Forrest Hammond, the black bear program leader for the Vermont Department of Fish and Wildlife, said bear attacks in Vermont are very rare.
Hammond said he cannot comment on the Georgia Mountain case because it is still under investigation, but it has been “several years” since a person was injured by a bear in Vermont.
When bears do hurt people, Hammond said, “it’s usually a case of someone getting between the bear and its escape route.”
One common example, he said, is a person walking into their garage and startling a bear inside.
“The bear pretty much runs them over trying to escape, and they get some claw marks on them and it gets reported as a bear attack,” he said.
Bears, Hammond said, hardly ever attack unprovoked.

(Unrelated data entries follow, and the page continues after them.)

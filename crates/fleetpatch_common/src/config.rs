//! Configuration management for fleetpatchd.
//!
//! Loads settings from /etc/fleetpatch/config.toml or uses defaults, then
//! applies environment overrides for the account identifiers. There are
//! no command-line flags; the binary is driven entirely by this file and
//! the environment.

use crate::error::FleetError;
use serde::{Deserialize, Serialize};
use std::fs;
use std::path::Path;
use tracing::{info, warn};

/// Config file path.
pub const CONFIG_PATH: &str = "/etc/fleetpatch/config.toml";

/// Environment variable overriding the config file path.
pub const CONFIG_PATH_ENV: &str = "FLEETPATCH_CONFIG";

/// Environment variable supplying the management-plane bearer token.
/// Credential acquisition itself is out of scope; an external identity
/// provider populates this before each run.
pub const ACCESS_TOKEN_ENV: &str = "FLEETPATCH_ACCESS_TOKEN";

/// Account scope the run operates on.
#[derive(Debug, Clone, Serialize, Deserialize)]
pub struct AccountConfig {
    #[serde(default)]
    pub subscription_id: String,

    #[serde(default)]
    pub resource_group: String,

    #[serde(default)]
    pub automation_account: String,

    /// Saved-search alias used as the dynamic query target.
    #[serde(default = "default_saved_search_alias")]
    pub saved_search_alias: String,
}

fn default_saved_search_alias() -> String {
    "FleetpatchGroup".to_string()
}

impl Default for AccountConfig {
    fn default() -> Self {
        Self {
            subscription_id: String::default(),
            resource_group: String::default(),
            automation_account: String::default(),
            saved_search_alias: default_saved_search_alias(),
        }
    }
}

/// Policy tag grammar knobs.
#[derive(Debug, Clone, Serialize, Deserialize)]
pub struct PolicyConfig {
    /// Tag key machines carry their policy under.
    #[serde(default = "default_tag_key")]
    pub tag_key: String,

    /// Site prefix of the tag grammar.
    #[serde(default = "default_tag_prefix")]
    pub tag_prefix: String,

    /// Prefix of every schedule name this system creates.
    #[serde(default = "default_schedule_name_prefix")]
    pub schedule_name_prefix: String,
}

fn default_tag_key() -> String {
    crate::policy::DEFAULT_TAG_KEY.to_string()
}

fn default_tag_prefix() -> String {
    "LINUX".to_string()
}

fn default_schedule_name_prefix() -> String {
    "fleet-securitylinux-".to_string()
}

impl Default for PolicyConfig {
    fn default() -> Self {
        Self {
            tag_key: default_tag_key(),
            tag_prefix: default_tag_prefix(),
            schedule_name_prefix: default_schedule_name_prefix(),
        }
    }
}

/// Maintenance-window timezone settings.
#[derive(Debug, Clone, Serialize, Deserialize)]
pub struct WindowConfig {
    /// Timezone label handed to the scheduler.
    #[serde(default = "default_time_zone")]
    pub time_zone: String,

    /// Fixed offset from UTC, in minutes east, used for wall-clock "now".
    #[serde(default = "default_utc_offset_minutes")]
    pub utc_offset_minutes: i32,
}

fn default_time_zone() -> String {
    "Europe/Paris".to_string()
}

fn default_utc_offset_minutes() -> i32 {
    120
}

impl Default for WindowConfig {
    fn default() -> Self {
        Self {
            time_zone: default_time_zone(),
            utc_offset_minutes: default_utc_offset_minutes(),
        }
    }
}

/// Telemetry query lookback windows.
#[derive(Debug, Clone, Serialize, Deserialize)]
pub struct TelemetryConfig {
    /// Lookback of the pending-updates query, in hours.
    #[serde(default = "default_update_lookback_hours")]
    pub update_lookback_hours: i64,

    /// Lookback of the heartbeat roster query, in hours.
    #[serde(default = "default_heartbeat_lookback_hours")]
    pub heartbeat_lookback_hours: i64,
}

fn default_update_lookback_hours() -> i64 {
    5
}

fn default_heartbeat_lookback_hours() -> i64 {
    24
}

impl Default for TelemetryConfig {
    fn default() -> Self {
        Self {
            update_lookback_hours: default_update_lookback_hours(),
            heartbeat_lookback_hours: default_heartbeat_lookback_hours(),
        }
    }
}

/// Service endpoints.
#[derive(Debug, Clone, Serialize, Deserialize)]
pub struct EndpointsConfig {
    #[serde(default = "default_management_base")]
    pub management_base: String,

    #[serde(default = "default_logs_base")]
    pub logs_base: String,

    /// Per-request timeout in seconds.
    #[serde(default = "default_request_timeout_secs")]
    pub request_timeout_secs: u64,
}

fn default_management_base() -> String {
    "https://management.azure.com".to_string()
}

fn default_logs_base() -> String {
    "https://api.loganalytics.io".to_string()
}

fn default_request_timeout_secs() -> u64 {
    30
}

impl Default for EndpointsConfig {
    fn default() -> Self {
        Self {
            management_base: default_management_base(),
            logs_base: default_logs_base(),
            request_timeout_secs: default_request_timeout_secs(),
        }
    }
}

/// Top-level configuration.
#[derive(Debug, Clone, Default, Serialize, Deserialize)]
pub struct Config {
    #[serde(default)]
    pub account: AccountConfig,

    #[serde(default)]
    pub policy: PolicyConfig,

    #[serde(default)]
    pub window: WindowConfig,

    #[serde(default)]
    pub telemetry: TelemetryConfig,

    #[serde(default)]
    pub endpoints: EndpointsConfig,
}

impl Config {
    /// Load configuration: file pointed at by `FLEETPATCH_CONFIG` (or the
    /// default path), then environment overrides, then validation.
    pub fn load() -> Result<Self, FleetError> {
        let path = std::env::var(CONFIG_PATH_ENV).unwrap_or_else(|_| CONFIG_PATH.to_string());
        let mut config = Self::load_from(Path::new(&path))?;
        config.apply_env_overrides();
        config.validate()?;
        Ok(config)
    }

    /// Load from an explicit path; a missing file yields defaults.
    pub fn load_from(path: &Path) -> Result<Self, FleetError> {
        if !path.exists() {
            warn!("config file {} not found, using defaults", path.display());
            return Ok(Self::default());
        }

        let content = fs::read_to_string(path)?;
        let config: Config = toml::from_str(&content)?;
        info!("loaded config from {}", path.display());
        Ok(config)
    }

    /// Account identifiers can be supplied by the hosting environment
    /// instead of the file.
    fn apply_env_overrides(&mut self) {
        if let Ok(v) = std::env::var("FLEETPATCH_SUBSCRIPTION_ID") {
            self.account.subscription_id = v;
        }
        if let Ok(v) = std::env::var("FLEETPATCH_RESOURCE_GROUP") {
            self.account.resource_group = v;
        }
        if let Ok(v) = std::env::var("FLEETPATCH_AUTOMATION_ACCOUNT") {
            self.account.automation_account = v;
        }
        if let Ok(v) = std::env::var("FLEETPATCH_SAVED_SEARCH") {
            self.account.saved_search_alias = v;
        }
    }

    fn validate(&self) -> Result<(), FleetError> {
        for (field, value) in [
            ("account.subscription_id", &self.account.subscription_id),
            ("account.resource_group", &self.account.resource_group),
            ("account.automation_account", &self.account.automation_account),
        ] {
            if value.trim().is_empty() {
                return Err(FleetError::Config(format!("{} is required", field)));
            }
        }
        Ok(())
    }
}

/// Read the bearer token from the environment.
pub fn access_token_from_env() -> Result<String, FleetError> {
    std::env::var(ACCESS_TOKEN_ENV)
        .map_err(|_| FleetError::Config(format!("{} is not set", ACCESS_TOKEN_ENV)))
}

#[cfg(test)]
mod tests {
    use super::*;
    use std::io::Write;

    #[test]
    fn test_defaults() {
        let config = Config::default();
        assert_eq!(config.policy.tag_key, "patch");
        assert_eq!(config.policy.tag_prefix, "LINUX");
        assert_eq!(config.window.time_zone, "Europe/Paris");
        assert_eq!(config.telemetry.update_lookback_hours, 5);
        assert_eq!(config.telemetry.heartbeat_lookback_hours, 24);
        assert_eq!(config.endpoints.management_base, "https://management.azure.com");
    }

    #[test]
    fn test_missing_file_yields_defaults() {
        let config = Config::load_from(Path::new("/nonexistent/fleetpatch.toml")).unwrap();
        assert_eq!(config.policy.tag_prefix, "LINUX");
    }

    #[test]
    fn test_partial_file_keeps_defaults_for_rest() {
        let mut file = tempfile::NamedTempFile::new().unwrap();
        writeln!(
            file,
            "[account]\nsubscription_id = \"sub-1\"\n\n[policy]\ntag_prefix = \"CENTOS\"\n"
        )
        .unwrap();

        let config = Config::load_from(file.path()).unwrap();
        assert_eq!(config.account.subscription_id, "sub-1");
        assert_eq!(config.policy.tag_prefix, "CENTOS");
        // Untouched sections fall back to defaults.
        assert_eq!(config.window.utc_offset_minutes, 120);
        assert_eq!(config.policy.tag_key, "patch");
    }

    #[test]
    fn test_malformed_file_is_an_error() {
        let mut file = tempfile::NamedTempFile::new().unwrap();
        writeln!(file, "not toml at all [[[").unwrap();
        assert!(Config::load_from(file.path()).is_err());
    }

    #[test]
    fn test_validation_requires_account_identifiers() {
        let config = Config::default();
        let err = config.validate().unwrap_err();
        assert!(matches!(err, FleetError::Config(_)));
        assert!(err.is_run_fatal());
    }

    #[test]
    fn test_validation_passes_with_identifiers() {
        let mut config = Config::default();
        config.account.subscription_id = "sub-1".to_string();
        config.account.resource_group = "rg-1".to_string();
        config.account.automation_account = "aa-1".to_string();
        assert!(config.validate().is_ok());
    }
}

“We simply do not have bears attacking people, trying to kill people at all,” he said. “We only know of one historical mortality on a person from a bear, and that was in 1943 in Townsend.”
In that case, a hunter shot and wounded a bear then tried to “finish off the bear with his knife.” The bear killed the hunter and ran away.
Hammond also offered some tips for Vermonters if they come across bears.
- “If it’s outside of a building, say, on your lawn, the best thing you could do is try to make some noise to scare the bear away – let the bear know that it’s not welcome in your back yard.”
- “It’s probably there because it smells some kind of food attractant and after the bear does leave, take down your bird feeder or try to secure any other thing that might have attracted the bear.”
In the woods:
- “Certainly if it’s in the woods in its natural environment, the best thing would be just to stand there, let the bear know you’re there, talk in a normal voice, and the bear should just leave.”
- “The great majority of a time that you might encounter bear, you would never know it. The bear will hear or smell you coming and will hide and leave the area.”
- “Bears in Vermont have a natural fear of people, and we just don’t have bears being aggressive toward people in the state of Vermont.”
The Department of Fish and Wildlife also offers a number of guides for safely living in areas around bears on its bear incident reporting page.